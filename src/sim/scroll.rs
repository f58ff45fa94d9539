//! World scrolling
//!
//! The camera never moves. While the player is above the band and rising,
//! every other entity moves down by the distance the player rose.

use glam::Vec2;

use super::state::Player;

/// Vertical shift to apply this tick (0 when the world holds still)
#[inline]
pub fn scroll_offset(player: &Player, band_y: f32) -> f32 {
    if player.pos.y < band_y && player.vel.y < 0.0 {
        -player.vel.y
    } else {
        0.0
    }
}

/// Anything that rides the scrolling world
pub trait Scroll {
    fn scroll_pos(&mut self) -> &mut Vec2;

    /// Shift with the world, reading the player's current position/velocity
    fn scroll_with(&mut self, player: &Player, band_y: f32) {
        self.scroll_pos().y += scroll_offset(player, band_y);
    }
}

#[cfg(test)]
mod tests {
    use super::*;
    use crate::sim::state::Platform;
    use crate::skins::SkinId;
    use crate::tuning::Tuning;

    fn player_at(y: f32, vy: f32) -> Player {
        let mut player = Player::new(&Tuning::default(), SkinId::default());
        player.pos.y = y;
        player.vel.y = vy;
        player
    }

    #[test]
    fn test_scrolls_when_rising_above_band() {
        assert_eq!(scroll_offset(&player_at(200.0, -12.0), 360.0), 12.0);
    }

    #[test]
    fn test_holds_when_falling_or_below_band() {
        assert_eq!(scroll_offset(&player_at(200.0, 3.0), 360.0), 0.0);
        assert_eq!(scroll_offset(&player_at(400.0, -12.0), 360.0), 0.0);
        assert_eq!(scroll_offset(&player_at(360.0, -12.0), 360.0), 0.0);
    }

    #[test]
    fn test_entities_shift_identically() {
        let tuning = Tuning::default();
        let player = player_at(150.0, -7.5);
        let mut a = Platform::new(Vec2::new(0.0, 10.0), &tuning);
        let mut b = Platform::new(Vec2::new(50.0, 300.0), &tuning);
        a.scroll_with(&player, tuning.band_y());
        b.scroll_with(&player, tuning.band_y());
        assert_eq!(a.pos.y, 17.5);
        assert_eq!(b.pos.y, 307.5);
        assert_eq!(a.pos.x, 0.0);
    }
}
_____
What the task requires: All lines in the listing above between the line with "pub fn scroll_offset(player: &Player, band_y: f32)" and the line with "fn scroll_pos(&mut self) -> &mut Vec2;", inclusive, should be set down exactly, and no line outside that range.

Solution to this task:
pub fn scroll_offset(player: &Player, band_y: f32) -> f32 {
    if player.pos.y < band_y && player.vel.y < 0.0 {
        -player.vel.y
    } else {
        0.0
    }
}

/// Anything that rides the scrolling world
pub trait Scroll {
    fn scroll_pos(&mut self) -> &mut Vec2;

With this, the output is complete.